Monday, Jun. 11, 1951

"All That Ice"

Pan American World Airways' Captain Charles Blair, on a busman's holiday one day last winter, streaked across the Atlantic at 450 m.p.h. in his own war-surplus FSI Mustang, and broke the nonstop New York-to-London record by an hour and seven minutes. Ever since, back on the job as boss pilot of a transatlantic Stratocruiser, he worked over plans for an interesting way to get his maroon Excaliber III back home.

Early one morning last week, 41-year-old Airman Blair jammed his 6 ft. 2 in. frame into the fighter's cockpit, gunned down the runway at Bardufoss, Norway, and headed north towards the Pole. Sealed off from tip to tip, his wings held 865 gallons of gas, enough for 5,000 miles. Soon the sea 22,000 feet below gave way to icy ridges and plateaus. A Norwegian Air Force Catalina flying boat patrolling near Spitzbergen gave him a radio call as he whisked past, reported back that Captain Blair was right on course. Hour after hour, the Mustang bored through the blue-grey sunlit haze over the icecap. Blair sat hunched behind his oxygen mask occasionally shooting the sun with a sextant.

Finally, faint radio signals from a radio range came in over his set. Blair homed in on them, crossed Alaska's northern coastline just one minute off his schedule. He refueled near Fairbanks, roared east at 25,000 feet across Canada, munching a roast beef sandwich between gulps of oxygen. Nine hours later, he set his Mustang down on the runway at New York's Idlewild airport. He was the first man ever to fly solo across the hazardous North Pole route in a single-engined plane.

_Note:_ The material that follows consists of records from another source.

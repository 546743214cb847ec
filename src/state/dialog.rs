//! Modal dialogs: text prompts, yes/no confirmation and the item form.

use super::item_form::ItemFormState;
use super::text_input::TextInput;
use crate::mediator::ConfirmRequest;
use crate::model::ListId;
use crossterm::event::{KeyCode, KeyEvent, KeyModifiers};

/// What a text prompt is asking for.
#[derive(Debug, Clone, PartialEq)]
pub enum PromptKind {
    /// Name for a new list.
    NewList,
    /// New name for this list.
    RenameList(ListId),
    /// User to share this list with.
    ShareList(ListId),
    /// New category. When opened from the item form, the form is parked
    /// here and restored afterwards.
    NewCategory {
        /// The item form to return to.
        parked: Option<Box<ItemFormState>>,
    },
}

impl PromptKind {
    /// Dialog title.
    pub fn title(&self) -> &'static str {
        match self {
            PromptKind::NewList => " New list ",
            PromptKind::RenameList(_) => " Rename list ",
            PromptKind::ShareList(_) => " Share list ",
            PromptKind::NewCategory { .. } => " New category ",
        }
    }

    /// Label in front of the input.
    pub fn label(&self) -> &'static str {
        match self {
            PromptKind::NewList | PromptKind::RenameList(_) => "List name",
            PromptKind::ShareList(_) => "Share with",
            PromptKind::NewCategory { .. } => "Category name",
        }
    }
}

/// An open text prompt.
#[derive(Debug, Clone, PartialEq)]
pub struct PromptState {
    /// What the text is for.
    pub kind: PromptKind,
    /// Text entered so far.
    pub input: TextInput,
}

impl PromptState {
    /// Prompt with empty input.
    pub fn new(kind: PromptKind) -> Self {
        Self {
            kind,
            input: TextInput::new(),
        }
    }

    /// Prompt starting with `value`, cursor at the end.
    pub fn prefilled(kind: PromptKind, value: &str) -> Self {
        Self {
            kind,
            input: TextInput::with_value(value),
        }
    }
}

/// Result of a key press inside a prompt.
#[derive(Debug, Clone, PartialEq, Eq)]
pub enum PromptOutcome {
    /// Keep the prompt open.
    Continue,
    /// Close without submitting.
    Cancel,
    /// Raw entered text. Validation happens in the mediator.
    Submit(String),
}

/// Edit the prompt text; Enter submits, Esc cancels.
pub fn handle_prompt_key(prompt: &mut PromptState, key: KeyEvent) -> PromptOutcome {
    let input = &mut prompt.input;
    match key.code {
        KeyCode::Esc => return PromptOutcome::Cancel,
        KeyCode::Enter => return PromptOutcome::Submit(input.value().to_string()),
        KeyCode::Backspace => input.backspace(),
        KeyCode::Delete => input.delete(),
        KeyCode::Left => input.cursor_left(),
        KeyCode::Right => input.cursor_right(),
        KeyCode::Home => input.cursor_home(),
        KeyCode::End => input.cursor_end(),
        KeyCode::Char(ch) if !key.modifiers.contains(KeyModifiers::CONTROL) => {
            input.insert_char(ch)
        }
        _ => {}
    }
    PromptOutcome::Continue
}

/// Answer to a confirmation dialog, if the key was one.
pub fn confirm_answer(key: KeyEvent) -> Option<bool> {
    match key.code {
        KeyCode::Char('y') | KeyCode::Char('Y') | KeyCode::Enter => Some(true),
        KeyCode::Char('n') | KeyCode::Char('N') | KeyCode::Esc => Some(false),
        _ => None,
    }
}

/// The dialog currently on screen, if any.
#[derive(Debug, Clone, PartialEq, Default)]
pub enum Dialog {
    /// No dialog.
    #[default]
    None,
    /// Single-line text prompt.
    Prompt(PromptState),
    /// Yes/no question for a destructive action.
    Confirm(ConfirmRequest),
    /// Add or edit an item.
    ItemForm(Box<ItemFormState>),
}

impl Dialog {
    /// True unless [`Dialog::None`].
    pub fn is_open(&self) -> bool {
        !matches!(self, Dialog::None)
    }
}

#[cfg(test)]
mod tests {
    use super::*;

    fn key(code: KeyCode) -> KeyEvent {
        KeyEvent::new(code, KeyModifiers::NONE)
    }

    #[test]
    fn prompt_collects_text_until_enter() {
        let mut prompt = PromptState::new(PromptKind::NewList);
        for ch in "Party".chars() {
            assert_eq!(handle_prompt_key(&mut prompt, key(KeyCode::Char(ch))), PromptOutcome::Continue);
        }
        handle_prompt_key(&mut prompt, key(KeyCode::Backspace));
        assert_eq!(
            handle_prompt_key(&mut prompt, key(KeyCode::Enter)),
            PromptOutcome::Submit("Part".to_string())
        );
    }

    #[test]
    fn prompt_ignores_control_chords() {
        let mut prompt = PromptState::new(PromptKind::NewList);
        let ctrl_c = KeyEvent::new(KeyCode::Char('c'), KeyModifiers::CONTROL);
        handle_prompt_key(&mut prompt, ctrl_c);
        assert_eq!(prompt.input.value(), "");
    }

    #[test]
    fn prefilled_prompt_starts_at_end() {
        let prompt = PromptState::prefilled(PromptKind::RenameList(ListId::new(1)), "Markt");
        assert_eq!(prompt.input.cursor(), 5);
        assert_eq!(prompt.kind.label(), "List name");
    }

    #[test]
    fn confirm_answers() {
        assert_eq!(confirm_answer(key(KeyCode::Char('y'))), Some(true));
        assert_eq!(confirm_answer(key(KeyCode::Esc)), Some(false));
        assert_eq!(confirm_answer(key(KeyCode::Char('x'))), None);
    }

    #[test]
    fn default_dialog_is_closed() {
        assert!(!Dialog::default().is_open());
        assert!(Dialog::Prompt(PromptState::new(PromptKind::NewList)).is_open());
    }
}
//! Tracing subscriber initialization.
//!
//! Events go to a log file (watch it with `tail -f`) and, when a sender is
//! given, to the in-app log pane through [`LogPaneLayer`].

use crate::state::LogPaneEntry;
use std::fmt::Write as _;
use std::path::{Path, PathBuf};
use std::sync::mpsc::Sender;
use thiserror::Error;
use tracing::field::{Field, Visit};
use tracing::{Event, Subscriber};
use tracing_subscriber::layer::{Context, Layer};

#[cfg(test)]
#[path = "logging_tests.rs"]
mod layer_tests;

/// Error type for logging initialization failures.
#[derive(Debug, Error)]
pub enum LoggingError {
    /// Failed to create log directory
    #[error("Failed to create log directory at {path:?}: {source}")]
    DirectoryCreation {
        /// Directory that could not be created.
        path: PathBuf,
        /// Underlying I/O failure.
        #[source]
        source: std::io::Error,
    },

    /// Invalid log file path (no filename component)
    #[error("Invalid log file path: {0:?}")]
    InvalidPath(PathBuf),

    /// Log path has no parent directory
    #[error("Log path has no parent directory: {0:?}")]
    NoParentDirectory(PathBuf),

    /// Tracing subscriber already initialized
    #[error("Tracing subscriber already initialized")]
    SubscriberAlreadySet,
}

/// Forwards tracing events to the log pane over a channel.
///
/// A closed channel is ignored; logging must never disturb the UI.
pub struct LogPaneLayer {
    sender: Sender<LogPaneEntry>,
}

impl LogPaneLayer {
    /// Layer sending every event to `sender`.
    pub fn new(sender: Sender<LogPaneEntry>) -> Self {
        Self { sender }
    }
}

impl<S: Subscriber> Layer<S> for LogPaneLayer {
    fn on_event(&self, event: &Event<'_>, _ctx: Context<'_, S>) {
        let mut visitor = MessageVisitor::default();
        event.record(&mut visitor);
        let entry = LogPaneEntry::now(*event.metadata().level(), visitor.finish());
        let _ = self.sender.send(entry);
    }
}

/// Collects the `message` field followed by any other fields as `key=value`.
#[derive(Default)]
struct MessageVisitor {
    message: String,
    fields: String,
}

impl MessageVisitor {
    fn finish(self) -> String {
        if self.fields.is_empty() {
            self.message
        } else if self.message.is_empty() {
            self.fields
        } else {
            format!("{} ({})", self.message, self.fields)
        }
    }

    fn push_field(&mut self, name: &str, value: std::fmt::Arguments<'_>) {
        if !self.fields.is_empty() {
            self.fields.push(' ');
        }
        let _ = write!(self.fields, "{name}={value}");
    }
}

impl Visit for MessageVisitor {
    fn record_str(&mut self, field: &Field, value: &str) {
        if field.name() == "message" {
            self.message = value.to_string();
        } else {
            self.push_field(field.name(), format_args!("{value}"));
        }
    }

    fn record_debug(&mut self, field: &Field, value: &dyn std::fmt::Debug) {
        if field.name() == "message" {
            self.message = format!("{value:?}");
        } else {
            self.push_field(field.name(), format_args!("{value:?}"));
        }
    }
}

/// Initialize the tracing subscriber.
///
/// Respects `RUST_LOG`, defaulting to `info`. Creates the log directory if
/// it doesn't exist. With `pane` set, every event that passes the filter is
/// also sent to the log pane.
///
/// # Errors
///
/// Fails if the directory cannot be created, the path has no file name, or
/// a global subscriber is already installed.
pub fn init(log_path: &Path, pane: Option<Sender<LogPaneEntry>>) -> Result<(), LoggingError> {
    use tracing_subscriber::layer::SubscriberExt;
    use tracing_subscriber::util::SubscriberInitExt;
    use tracing_subscriber::EnvFilter;

    if let Some(parent) = log_path.parent() {
        std::fs::create_dir_all(parent).map_err(|source| LoggingError::DirectoryCreation {
            path: parent.to_path_buf(),
            source,
        })?;
    }

    let file_name = log_path
        .file_name()
        .and_then(|n| n.to_str())
        .ok_or_else(|| LoggingError::InvalidPath(log_path.to_path_buf()))?;

    let directory = log_path
        .parent()
        .ok_or_else(|| LoggingError::NoParentDirectory(log_path.to_path_buf()))?;

    let file_appender = tracing_appender::rolling::never(directory, file_name);

    let env_filter = EnvFilter::try_from_default_env().unwrap_or_else(|_| EnvFilter::new("info"));

    let file_layer = tracing_subscriber::fmt::layer()
        .with_writer(file_appender)
        .with_ansi(false);

    tracing_subscriber::registry()
        .with(env_filter)
        .with(file_layer)
        .with(pane.map(LogPaneLayer::new))
        .try_init()
        .map_err(|_| LoggingError::SubscriberAlreadySet)
}

#[cfg(test)]
mod tests {
    use super::*;
    use serial_test::serial;
    use std::fs;

    #[test]
    #[serial(tracing_init)]
    fn init_creates_log_directory_if_missing() {
        let test_dir = std::env::temp_dir().join("shoplist_test_logs_create");
        let log_file = test_dir.join("test.log");
        let _ = fs::remove_dir_all(&test_dir);

        // The subscriber may already be set by another test; the directory
        // is created either way.
        let _ = init(&log_file, None);

        assert!(test_dir.exists(), "Log directory should be created: {test_dir:?}");
        let _ = fs::remove_dir_all(&test_dir);
    }

    #[test]
    #[serial(tracing_init)]
    fn init_succeeds_when_directory_already_exists() {
        let test_dir = std::env::temp_dir().join("shoplist_test_logs_exists");
        let log_file = test_dir.join("test.log");
        let _ = fs::create_dir_all(&test_dir);

        let _ = init(&log_file, None);

        assert!(test_dir.exists());
        let _ = fs::remove_dir_all(&test_dir);
    }

    #[test]
    #[serial(tracing_init)]
    fn second_init_reports_subscriber_already_set() {
        let test_dir = std::env::temp_dir().join("shoplist_test_logs_twice");
        let log_file = test_dir.join("twice.log");

        let _ = init(&log_file, None);
        let second = init(&log_file, None);

        assert!(matches!(second, Err(LoggingError::SubscriberAlreadySet)));
        let _ = fs::remove_dir_all(&test_dir);
    }

    #[test]
    fn root_path_has_no_file_name() {
        let err = init(Path::new("/"), None).unwrap_err();
        assert!(matches!(err, LoggingError::InvalidPath(_)));
    }
}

Had there been any trouble crossing the Pole? "No," said Blair, a veteran of 23 years and 3,000,000 miles of flying. "It was a very easy flight. I got a nosebleed once and couldn't reach back for a handkerchief. The engine kept throwing oil on the canopy, so I couldn't see too well up ahead. The wings were leaking a little gas, and I didn't want to make any rough landings. But if anything had gone wrong, there was all that ice instead of water to set down on."